Di halaman depan pesantren darussalam..
"Leh, sudah sampai pesantren darussalam, hayuk turun", kata bu Ajeng.
"Arfani, Irfandi, turun sudah sampai di pesantren darussalam, yogyakarta", sambung pak Joko.
"Inggih pak"
(Iya pak), kata Arfan.
"Nantilah pak, bu, isih ngantuk"
(Nantilah pak, bu, masih ngantuk), sambung Irfandi.
"Fan, adikmu ya", kata pak Joko lagi.
"Iya pak, Fandi hayuk turun, kita masuk ke dalam aula, eyang kakung dan yang lain sudah menunggu", sambung Arfan.
"Aah apaan sih fan, kamu saja gih duluan nanti saya nyusul, saya masih ngantuk tau", kata Irfandi lagi.
"Iya, tapi benar ya nyusul loh", sambung Arfan lagi.

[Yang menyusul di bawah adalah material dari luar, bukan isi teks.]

#[derive(Debug, Clone, Default, Deserialize)]
pub struct RawRegion {
    #[serde(rename = "Label")]
    pub label: Option<String>,
    #[serde(rename = "Parent Label")]
    pub parent_label: Option<String>,
    #[serde(rename = "Shape")]
    pub shape: Option<ShapeName>,
    #[serde(rename = "Type")]
    pub kind: Option<RegionKind>,
    #[serde(rename = "Surface Type")]
    pub surface_kind: Option<SurfaceKind>,
    #[serde(rename = "Anchor X Coordinate")]
    pub x_anch: Option<f64>,
    #[serde(rename = "Anchor Y Coordinate")]
    pub y_anch: Option<f64>,
    #[serde(rename = "Anchor Z Coordinate")]
    pub z_anch: Option<f64>,
    #[serde(rename = "Integer Subvolume Size")]
    pub size_rect: Option<u32>,
    #[serde(rename = "Radius")]
    pub radius: Option<f64>,
    #[serde(rename = "Number of Subvolumes Along X")]
    pub num_x: Option<u32>,
    #[serde(rename = "Number of Subvolumes Along Y")]
    pub num_y: Option<u32>,
    #[serde(rename = "Number of Subvolumes Along Z")]
    pub num_z: Option<u32>,
    #[serde(rename = "Is Region Microscopic?")]
    pub is_microscopic: Option<bool>,
    #[serde(rename = "Flow Velocity")]
    pub flow_velocity: Option<f64>,
    #[serde(rename = "Flow Acceleration")]
    pub flow_acceleration: Option<f64>,
    #[serde(rename = "Flow Function Type")]
    pub flow_function: Option<FlowFunction>,
    #[serde(rename = "Flow Function Frequency")]
    pub flow_frequency: Option<f64>,
    #[serde(rename = "Flow Function Amplitude")]
    pub flow_amplitude: Option<f64>,
    #[serde(rename = "Flow Profile")]
    pub flow_profile: Option<FlowProfile>,
}

#[derive(Debug, Clone, Default, Deserialize)]
pub struct RawActor {
    #[serde(rename = "Is Actor Location Defined by Regions?")]
    pub location_by_regions: Option<bool>,
    #[serde(rename = "List of Regions Defining Location", default)]
    pub region_labels: Vec<String>,
    #[serde(rename = "Shape")]
    pub shape: Option<ShapeName>,
    #[serde(rename = "Outer Boundary")]
    pub boundary: Option<[f64; 6]>,
    #[serde(rename = "Is Actor Active?")]
    pub is_active: Option<bool>,
    #[serde(rename = "Start Time")]
    pub start_time: Option<f64>,
    #[serde(rename = "Action Interval")]
    pub action_interval: Option<f64>,
    #[serde(rename = "Is There Max Number of Actions?")]
    pub has_max_actions: Option<bool>,
    #[serde(rename = "Max Number of Actions")]
    pub max_actions: Option<u64>,
    #[serde(rename = "Is Actor Activity Recorded?")]
    pub is_recorded: Option<bool>,
    #[serde(rename = "Is Time Recorded with Activity?")]
    pub record_time: Option<bool>,
    #[serde(rename = "Bits Random?")]
    pub random_bits: Option<bool>,
    #[serde(rename = "Probability of Bit 1")]
    pub prob_one: Option<f64>,
    #[serde(rename = "Modulation Scheme")]
    pub mod_scheme: Option<ModScheme>,
    #[serde(rename = "Modulation Bits")]
    pub mod_bits: Option<u32>,
    #[serde(rename = "Modulation Strength")]
    pub mod_strength: Option<f64>,
    #[serde(rename = "Is Molecule Type Released?", default)]
    pub is_released: Vec<bool>,
    #[serde(rename = "Release Interval")]
    pub release_interval: Option<f64>,
    #[serde(rename = "Slot Interval")]
    pub slot_interval: Option<f64>,
    #[serde(rename = "Random Molecule Release Times?")]
    pub random_release_times: Option<bool>,
    #[serde(rename = "Random Number of Molecules?")]
    pub random_mol_count: Option<bool>,
    #[serde(rename = "Is Molecule Type Observed?", default)]
    pub is_observed: Vec<bool>,
    #[serde(rename = "Is Molecule Position Observed?", default)]
    pub record_pos: Vec<bool>,
}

"Nggih fan, nggih, yen aku eling nggih"
(Ya fan, ya, kalau saya ingat ya), kata Irfandi lagi.
"Hem..", keluh Arfan.
Di aula pesantren darussalam..
"Oh dik Ajeng akhire awake bertemu kembali, sungguh wis ra sabar aku karep bertemu denganmu, oh dik Ajeng"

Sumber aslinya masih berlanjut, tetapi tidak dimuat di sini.